Can we avoid anthropogenic catastrophe?
More than 20 experts from three disparate fields — conflict analysis, biodiversity conservation and the medical community, including epidemiology — will gather at Concordia from May 4 to 6 to figure out how to better integrate knowledge with policies.
The Loyola Sustainability Research Centre (LSRC) is co-organizing the Avoiding Catastrophe: Linking Armed Conflict, Harm To Ecosystems and Public Health conference with partners including Doctors Without Borders, Future Earth, the Human Security Institute, and the UN Secretariat for the Convention on Biological Diversity.
“This is a vital conversation to have, given the climate change outlook, related resource scarcity and spread of infectious disease,” says Peter Stoett, director of the LSRC.
Another partner organization is the EcoHealth Alliance. “As the scale of environmental change intensifies, we face increased risk to the health of humans and other species, and the societal disruption that can result from disease outbreaks,” says Peter Daszak, president of EcoHealth Alliance.
“Global health is a great motivator for finding solutions because, as we've seen with the inter-continental spread of diseases such as Ebola and SARS, we’re only as strong as our weakest link.”
The three-day conference kicks off May 4 at 6 p.m. in the J.A. DeSève Cinema with a pair of keynote speeches from Keith Martin, former member of parliament and physician, and Adan Suazo Morazán, minister for the embassy of Honduras in Brazil.
On Thursday, May 5, there will be a series of public panels in the morning. In the afternoon, local and international non-governmental organizations (NGOs) will share information about their work and recruitment strategies at a fair.
“When we started planning this conference over a year ago, we were taken aback by how many post-conflict societies had been impacted by the Ebola virus,” says Adan Suazo, administrative coordinator at the LSRC.
“We realized there has to be a much more explicit connection made. This must be seen as a triangular concept.”
Frank Chalk, director of the Montreal Institute for Genocide and Human Rights Studies (MIGS), and professor in Concordia’s Department of History, agrees.
“Sensitization to these issues among political leaders and the public will lead to wiser public policies and furnish the world with a better chance of avoiding catastrophic population losses in the future,” he says.

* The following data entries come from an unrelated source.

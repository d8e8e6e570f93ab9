// ============================================================
// CSV INGESTION
// ============================================================
// Header-sniffing CSV parsing for laptop datasets

pub mod dataset_parser;
pub mod field_rules;

pub use dataset_parser::DatasetParser;
pub use field_rules::{Field, HeaderMap, FIELD_RULES};
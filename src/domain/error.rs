use serde::{Deserialize, Serialize};
use std::fmt;

#[derive(Debug, Serialize, Deserialize)]
pub enum AppError {
    Internal(String),
    NotFound(String),
    ValidationError(String),
    ParseError(String),
    LLMError(String),
    ConfigError(String),
    IoError(String),
}

impl fmt::Display for AppError {
    fn fmt(&self, f: &mut fmt::Formatter<'_>) -> fmt::Result {
        match self {
            AppError::Internal(msg) => write!(f, "Internal error: {}", msg),
            AppError::NotFound(msg) => write!(f, "Not found: {}", msg),
            AppError::ValidationError(msg) => write!(f, "Validation error: {}", msg),
            AppError::ParseError(msg) => write!(f, "Parse error: {}", msg),
            AppError::LLMError(msg) => write!(f, "LLM error: {}", msg),
            AppError::ConfigError(msg) => write!(f, "Config error: {}", msg),
            AppError::IoError(msg) => write!(f, "IO error: {}", msg),
        }
    }
}

impl std::error::Error for AppError {}

impl From<std::io::Error> for AppError {
    fn from(err: std::io::Error) -> Self {
        AppError::IoError(err.to_string())
    }
}

pub type Result<T> = std::result::Result<T, AppError>;
use std::sync::{Arc, Mutex};

use tracing::{info, warn};

use lapprice::domain::laptop::Laptop;
use lapprice::infrastructure::config::AppConfig;
use lapprice::infrastructure::csv::DatasetParser;
use lapprice::infrastructure::llm_clients::{LLMClient, RouterClient};
use lapprice::interfaces::http::{add_log, start_server, AppState, LogEntry};
use lapprice::shared::sample_data::SAMPLE_CSV_DATA;

#[actix_web::main]
async fn main() -> std::io::Result<()> {
    dotenvy::dotenv().ok();
    let _ = tracing_subscriber::fmt().with_env_filter("info").try_init();

    let config = AppConfig::load()
        .map_err(|e| std::io::Error::new(std::io::ErrorKind::InvalidData, e.to_string()))?;

    let logs: Arc<Mutex<Vec<LogEntry>>> = Arc::new(Mutex::new(Vec::new()));
    let llm_client: Arc<dyn LLMClient + Send + Sync> = Arc::new(RouterClient::new());

    let default_dataset = load_default_dataset(&config);
    info!(records = default_dataset.len(), "default dataset ready");

    let state = Arc::new(AppState::new(
        config.llm.clone(),
        llm_client,
        default_dataset,
    ));

    let server = start_server(&config.server, state, logs.clone())?;
    add_log(
        &logs,
        "INFO",
        "System",
        &format!(
            "Backend initialized and HTTP server started on {}:{}",
            config.server.host, config.server.port
        ),
    );

    server.await
}

/// Resolve the dataset the dashboard starts with: the configured CSV when it
/// reads and parses, otherwise the embedded sample.
fn load_default_dataset(config: &AppConfig) -> Vec<Laptop> {
    let parser = DatasetParser::new();

    if let Some(path) = &config.dataset.csv_path {
        match std::fs::read(path) {
            Ok(bytes) => {
                let laptops = parser.parse(&DatasetParser::decode_bytes(&bytes));
                if !laptops.is_empty() {
                    info!(
                        path = %path.display(),
                        records = laptops.len(),
                        "loaded dataset from configured CSV"
                    );
                    return laptops;
                }
                warn!(
                    path = %path.display(),
                    "configured CSV produced no records; using sample data"
                );
            }
            Err(err) => {
                warn!(
                    path = %path.display(),
                    error = %err,
                    "could not read configured CSV; using sample data"
                );
            }
        }
    }

    parser.parse(SAMPLE_CSV_DATA)
}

Chalk, who will participate in a panel on future streams of research on May 5, has been working on the connection between atrocities and the threat they pose to public health for years.
“Mass displacement, the destruction of health institutions and treatment, the suspension of inoculation and vaccination, and the population density of hastily created refugee camps all massively increase the probability of rapidly spreading worldwide, drug-resistant infections,” he says.
Kyle Matthews, MIGS senior deputy director, will also speak at the conference. “I'll discuss the challenges the international community has had in preventing deadly conflict.”
Matthews says avoiding catastrophe won’t be easy, but believes it is possible. “The goal must be to mobilize knowledge and share with those working in the multilateral system and national governments.”
“We are seeing large swathes of the globe descend into chaos and anarchy, yet policy-makers are not sufficiently informed of how these issues are connected … The humanitarian, health and environmental communities must come together and unite their voices to make this a global priority.”
Stoett hopes the conference will spark further dialogue on these three critical issues and stimulate fresh thinking on how to avoid these catastrophes.
“The time for a sustained dialogue bridging these fields of expertise and policy is now.”
Avoiding Catastrophe: Linking Armed Conflict, Harm to Ecosystems and Public Health takes place from May 4 to 6 on the Sir George Williams Campus. The conference is free and open to the public. Registration is required.